(Information begins)

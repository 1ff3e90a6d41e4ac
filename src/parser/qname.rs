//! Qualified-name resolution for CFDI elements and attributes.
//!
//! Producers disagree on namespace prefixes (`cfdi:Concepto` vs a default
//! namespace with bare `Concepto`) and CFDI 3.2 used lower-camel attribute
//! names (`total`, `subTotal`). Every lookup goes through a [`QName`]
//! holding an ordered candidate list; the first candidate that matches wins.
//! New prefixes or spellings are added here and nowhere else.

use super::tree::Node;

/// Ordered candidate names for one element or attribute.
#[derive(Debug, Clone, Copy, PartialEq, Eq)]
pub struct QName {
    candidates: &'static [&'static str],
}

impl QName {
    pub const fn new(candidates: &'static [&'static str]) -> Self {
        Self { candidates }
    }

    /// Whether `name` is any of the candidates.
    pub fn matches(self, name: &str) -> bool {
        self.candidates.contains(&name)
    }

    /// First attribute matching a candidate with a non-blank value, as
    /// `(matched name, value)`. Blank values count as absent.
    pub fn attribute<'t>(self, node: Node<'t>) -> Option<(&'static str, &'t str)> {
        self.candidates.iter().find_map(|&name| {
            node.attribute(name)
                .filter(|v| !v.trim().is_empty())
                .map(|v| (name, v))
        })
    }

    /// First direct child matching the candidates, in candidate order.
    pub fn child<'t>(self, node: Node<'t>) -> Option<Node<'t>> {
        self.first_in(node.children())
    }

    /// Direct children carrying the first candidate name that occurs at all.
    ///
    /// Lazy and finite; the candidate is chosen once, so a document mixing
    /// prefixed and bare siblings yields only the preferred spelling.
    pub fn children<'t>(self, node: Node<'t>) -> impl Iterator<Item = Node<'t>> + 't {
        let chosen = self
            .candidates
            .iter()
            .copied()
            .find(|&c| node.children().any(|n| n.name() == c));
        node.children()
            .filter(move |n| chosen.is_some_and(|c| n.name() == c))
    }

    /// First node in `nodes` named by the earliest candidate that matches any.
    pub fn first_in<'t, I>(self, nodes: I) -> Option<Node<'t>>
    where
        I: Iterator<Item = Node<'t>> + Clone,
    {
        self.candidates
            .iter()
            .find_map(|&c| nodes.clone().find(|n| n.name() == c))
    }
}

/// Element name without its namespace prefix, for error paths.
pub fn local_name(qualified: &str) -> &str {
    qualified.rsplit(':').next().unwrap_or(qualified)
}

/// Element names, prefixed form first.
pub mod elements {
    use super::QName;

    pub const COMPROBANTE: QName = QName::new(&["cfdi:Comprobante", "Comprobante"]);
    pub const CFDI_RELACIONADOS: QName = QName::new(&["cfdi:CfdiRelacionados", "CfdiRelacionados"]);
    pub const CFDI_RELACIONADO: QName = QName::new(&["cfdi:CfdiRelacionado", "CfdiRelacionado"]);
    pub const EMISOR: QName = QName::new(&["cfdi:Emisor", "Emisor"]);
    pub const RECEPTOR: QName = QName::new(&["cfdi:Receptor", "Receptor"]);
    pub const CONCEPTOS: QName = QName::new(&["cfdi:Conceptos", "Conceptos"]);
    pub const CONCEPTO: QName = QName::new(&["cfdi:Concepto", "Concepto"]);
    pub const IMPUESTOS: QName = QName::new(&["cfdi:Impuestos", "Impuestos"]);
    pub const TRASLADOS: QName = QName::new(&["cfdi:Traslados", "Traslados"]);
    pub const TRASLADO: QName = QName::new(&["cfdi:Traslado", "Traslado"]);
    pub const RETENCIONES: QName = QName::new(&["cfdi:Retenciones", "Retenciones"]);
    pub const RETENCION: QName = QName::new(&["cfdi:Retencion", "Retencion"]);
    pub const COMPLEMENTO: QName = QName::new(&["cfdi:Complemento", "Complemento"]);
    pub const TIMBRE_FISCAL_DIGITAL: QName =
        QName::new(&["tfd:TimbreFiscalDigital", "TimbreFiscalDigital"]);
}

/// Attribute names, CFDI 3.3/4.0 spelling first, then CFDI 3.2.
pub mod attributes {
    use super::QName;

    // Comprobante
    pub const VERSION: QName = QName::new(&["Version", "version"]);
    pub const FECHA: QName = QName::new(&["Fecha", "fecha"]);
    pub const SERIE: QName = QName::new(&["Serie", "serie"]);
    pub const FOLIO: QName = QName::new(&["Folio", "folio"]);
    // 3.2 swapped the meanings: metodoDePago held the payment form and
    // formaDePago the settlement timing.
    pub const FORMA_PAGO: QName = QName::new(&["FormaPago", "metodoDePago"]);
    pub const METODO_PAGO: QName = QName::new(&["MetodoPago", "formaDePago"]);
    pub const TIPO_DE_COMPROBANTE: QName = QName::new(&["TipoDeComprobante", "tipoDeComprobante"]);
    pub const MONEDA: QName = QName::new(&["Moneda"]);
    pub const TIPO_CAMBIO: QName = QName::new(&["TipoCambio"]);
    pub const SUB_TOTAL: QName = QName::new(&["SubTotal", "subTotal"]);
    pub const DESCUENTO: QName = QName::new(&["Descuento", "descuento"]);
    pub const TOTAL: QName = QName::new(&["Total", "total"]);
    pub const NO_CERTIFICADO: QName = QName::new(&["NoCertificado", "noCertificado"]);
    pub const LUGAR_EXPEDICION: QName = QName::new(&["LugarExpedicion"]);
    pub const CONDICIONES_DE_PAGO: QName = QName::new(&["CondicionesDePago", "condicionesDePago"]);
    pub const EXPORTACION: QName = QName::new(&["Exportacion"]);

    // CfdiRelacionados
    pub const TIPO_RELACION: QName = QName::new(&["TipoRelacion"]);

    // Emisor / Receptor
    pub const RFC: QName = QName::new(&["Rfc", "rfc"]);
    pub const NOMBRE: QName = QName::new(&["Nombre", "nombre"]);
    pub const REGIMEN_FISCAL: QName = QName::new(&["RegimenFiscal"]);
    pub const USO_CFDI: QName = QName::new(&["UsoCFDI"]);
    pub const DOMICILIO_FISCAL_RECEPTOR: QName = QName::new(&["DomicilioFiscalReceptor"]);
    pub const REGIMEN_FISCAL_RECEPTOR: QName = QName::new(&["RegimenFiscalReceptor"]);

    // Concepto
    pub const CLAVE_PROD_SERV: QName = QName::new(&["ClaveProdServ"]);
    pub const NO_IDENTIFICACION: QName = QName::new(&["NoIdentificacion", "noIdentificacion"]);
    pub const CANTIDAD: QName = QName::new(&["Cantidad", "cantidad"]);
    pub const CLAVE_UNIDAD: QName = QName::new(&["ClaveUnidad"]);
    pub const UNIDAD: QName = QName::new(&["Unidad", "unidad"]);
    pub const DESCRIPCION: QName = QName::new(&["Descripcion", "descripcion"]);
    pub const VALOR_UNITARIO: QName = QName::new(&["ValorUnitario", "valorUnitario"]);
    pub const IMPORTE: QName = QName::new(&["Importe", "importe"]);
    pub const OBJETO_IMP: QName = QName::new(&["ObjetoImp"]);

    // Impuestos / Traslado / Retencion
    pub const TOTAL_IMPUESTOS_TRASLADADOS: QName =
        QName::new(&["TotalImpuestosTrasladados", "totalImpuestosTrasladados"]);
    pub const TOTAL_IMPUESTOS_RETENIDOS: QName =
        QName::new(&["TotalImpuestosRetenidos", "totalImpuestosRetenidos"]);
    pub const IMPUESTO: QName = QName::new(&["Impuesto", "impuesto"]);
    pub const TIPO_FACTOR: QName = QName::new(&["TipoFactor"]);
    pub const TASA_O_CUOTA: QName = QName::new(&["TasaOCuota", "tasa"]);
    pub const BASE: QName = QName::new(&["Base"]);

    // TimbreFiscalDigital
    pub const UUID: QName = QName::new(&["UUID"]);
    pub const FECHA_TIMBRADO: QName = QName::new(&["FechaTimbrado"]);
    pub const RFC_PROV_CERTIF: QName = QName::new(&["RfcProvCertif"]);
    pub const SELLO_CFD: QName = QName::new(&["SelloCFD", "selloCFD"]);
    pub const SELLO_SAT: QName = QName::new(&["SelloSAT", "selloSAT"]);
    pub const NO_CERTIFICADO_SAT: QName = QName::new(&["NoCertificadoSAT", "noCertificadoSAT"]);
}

(Information ends)
(Information begins)

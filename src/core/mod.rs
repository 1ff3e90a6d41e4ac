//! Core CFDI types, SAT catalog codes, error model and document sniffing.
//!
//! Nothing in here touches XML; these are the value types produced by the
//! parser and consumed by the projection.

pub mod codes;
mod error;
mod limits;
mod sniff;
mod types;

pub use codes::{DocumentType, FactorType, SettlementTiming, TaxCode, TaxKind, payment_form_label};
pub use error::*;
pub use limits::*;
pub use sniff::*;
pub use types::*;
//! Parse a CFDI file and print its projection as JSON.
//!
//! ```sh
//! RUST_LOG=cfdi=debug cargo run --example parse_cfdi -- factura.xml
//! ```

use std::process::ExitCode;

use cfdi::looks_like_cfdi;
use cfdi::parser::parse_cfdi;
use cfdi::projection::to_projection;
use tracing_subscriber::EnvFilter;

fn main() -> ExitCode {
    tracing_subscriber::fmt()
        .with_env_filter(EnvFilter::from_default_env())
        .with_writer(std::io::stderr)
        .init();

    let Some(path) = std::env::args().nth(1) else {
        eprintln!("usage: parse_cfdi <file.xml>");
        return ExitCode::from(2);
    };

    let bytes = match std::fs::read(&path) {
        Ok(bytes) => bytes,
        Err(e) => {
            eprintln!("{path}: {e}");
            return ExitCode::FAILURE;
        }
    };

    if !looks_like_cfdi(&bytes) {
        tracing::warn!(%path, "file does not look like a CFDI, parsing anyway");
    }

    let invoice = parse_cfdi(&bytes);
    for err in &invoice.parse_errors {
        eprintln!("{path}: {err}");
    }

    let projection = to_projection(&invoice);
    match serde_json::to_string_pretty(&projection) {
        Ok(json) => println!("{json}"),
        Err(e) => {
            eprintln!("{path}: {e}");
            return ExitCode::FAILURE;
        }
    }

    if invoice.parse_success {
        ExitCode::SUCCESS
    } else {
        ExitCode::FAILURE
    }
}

(Information ends)
(Information begins)

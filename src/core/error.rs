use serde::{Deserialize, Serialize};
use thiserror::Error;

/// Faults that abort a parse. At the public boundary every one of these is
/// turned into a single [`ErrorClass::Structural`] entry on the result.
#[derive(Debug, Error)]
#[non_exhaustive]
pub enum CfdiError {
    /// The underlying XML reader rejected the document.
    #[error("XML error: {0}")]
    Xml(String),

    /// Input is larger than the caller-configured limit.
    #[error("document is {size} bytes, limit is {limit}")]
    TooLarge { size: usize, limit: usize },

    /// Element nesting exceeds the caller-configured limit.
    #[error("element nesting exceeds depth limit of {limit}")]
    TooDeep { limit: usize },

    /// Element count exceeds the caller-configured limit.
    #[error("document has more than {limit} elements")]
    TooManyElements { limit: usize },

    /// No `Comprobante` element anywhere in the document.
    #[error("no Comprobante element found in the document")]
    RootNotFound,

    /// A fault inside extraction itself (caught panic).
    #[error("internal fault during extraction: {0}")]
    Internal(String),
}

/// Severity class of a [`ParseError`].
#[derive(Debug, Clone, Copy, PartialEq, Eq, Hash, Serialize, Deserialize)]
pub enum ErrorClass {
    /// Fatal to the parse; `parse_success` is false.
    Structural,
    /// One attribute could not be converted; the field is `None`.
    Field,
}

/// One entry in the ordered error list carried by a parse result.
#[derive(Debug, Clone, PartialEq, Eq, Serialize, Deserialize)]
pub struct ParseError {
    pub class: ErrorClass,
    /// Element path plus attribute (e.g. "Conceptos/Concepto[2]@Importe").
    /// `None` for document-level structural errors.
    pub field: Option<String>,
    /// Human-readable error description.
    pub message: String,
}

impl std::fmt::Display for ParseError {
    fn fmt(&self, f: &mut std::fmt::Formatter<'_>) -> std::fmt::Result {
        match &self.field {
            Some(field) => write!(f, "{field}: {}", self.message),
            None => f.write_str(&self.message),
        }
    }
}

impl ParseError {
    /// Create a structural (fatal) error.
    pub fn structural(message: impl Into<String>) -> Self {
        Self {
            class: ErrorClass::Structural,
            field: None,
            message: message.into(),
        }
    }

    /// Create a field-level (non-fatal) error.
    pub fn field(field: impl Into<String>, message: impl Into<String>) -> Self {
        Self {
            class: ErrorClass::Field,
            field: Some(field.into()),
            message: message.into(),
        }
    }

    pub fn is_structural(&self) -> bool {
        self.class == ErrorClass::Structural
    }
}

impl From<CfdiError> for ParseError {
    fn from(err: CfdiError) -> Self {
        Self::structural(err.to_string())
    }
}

(Information ends)

§ **What the task requires**: Reprint exactly the lines above that start at the one with "the preferred spelling." and end at the one with "pub const RETENCION: QName", keeping both and adding none.

§ **Written solution**:
    /// prefixed and bare siblings yields only the preferred spelling.
    pub fn children<'t>(self, node: Node<'t>) -> impl Iterator<Item = Node<'t>> + 't {
        let chosen = self
            .candidates
            .iter()
            .copied()
            .find(|&c| node.children().any(|n| n.name() == c));
        node.children()
            .filter(move |n| chosen.is_some_and(|c| n.name() == c))
    }

    /// First node in `nodes` named by the earliest candidate that matches any.
    pub fn first_in<'t, I>(self, nodes: I) -> Option<Node<'t>>
    where
        I: Iterator<Item = Node<'t>> + Clone,
    {
        self.candidates
            .iter()
            .find_map(|&c| nodes.clone().find(|n| n.name() == c))
    }
}

/// Element name without its namespace prefix, for error paths.
pub fn local_name(qualified: &str) -> &str {
    qualified.rsplit(':').next().unwrap_or(qualified)
}

/// Element names, prefixed form first.
pub mod elements {
    use super::QName;

    pub const COMPROBANTE: QName = QName::new(&["cfdi:Comprobante", "Comprobante"]);
    pub const CFDI_RELACIONADOS: QName = QName::new(&["cfdi:CfdiRelacionados", "CfdiRelacionados"]);
    pub const CFDI_RELACIONADO: QName = QName::new(&["cfdi:CfdiRelacionado", "CfdiRelacionado"]);
    pub const EMISOR: QName = QName::new(&["cfdi:Emisor", "Emisor"]);
    pub const RECEPTOR: QName = QName::new(&["cfdi:Receptor", "Receptor"]);
    pub const CONCEPTOS: QName = QName::new(&["cfdi:Conceptos", "Conceptos"]);
    pub const CONCEPTO: QName = QName::new(&["cfdi:Concepto", "Concepto"]);
    pub const IMPUESTOS: QName = QName::new(&["cfdi:Impuestos", "Impuestos"]);
    pub const TRASLADOS: QName = QName::new(&["cfdi:Traslados", "Traslados"]);
    pub const TRASLADO: QName = QName::new(&["cfdi:Traslado", "Traslado"]);
    pub const RETENCIONES: QName = QName::new(&["cfdi:Retenciones", "Retenciones"]);
    pub const RETENCION: QName = QName::new(&["cfdi:Retencion", "Retencion"]);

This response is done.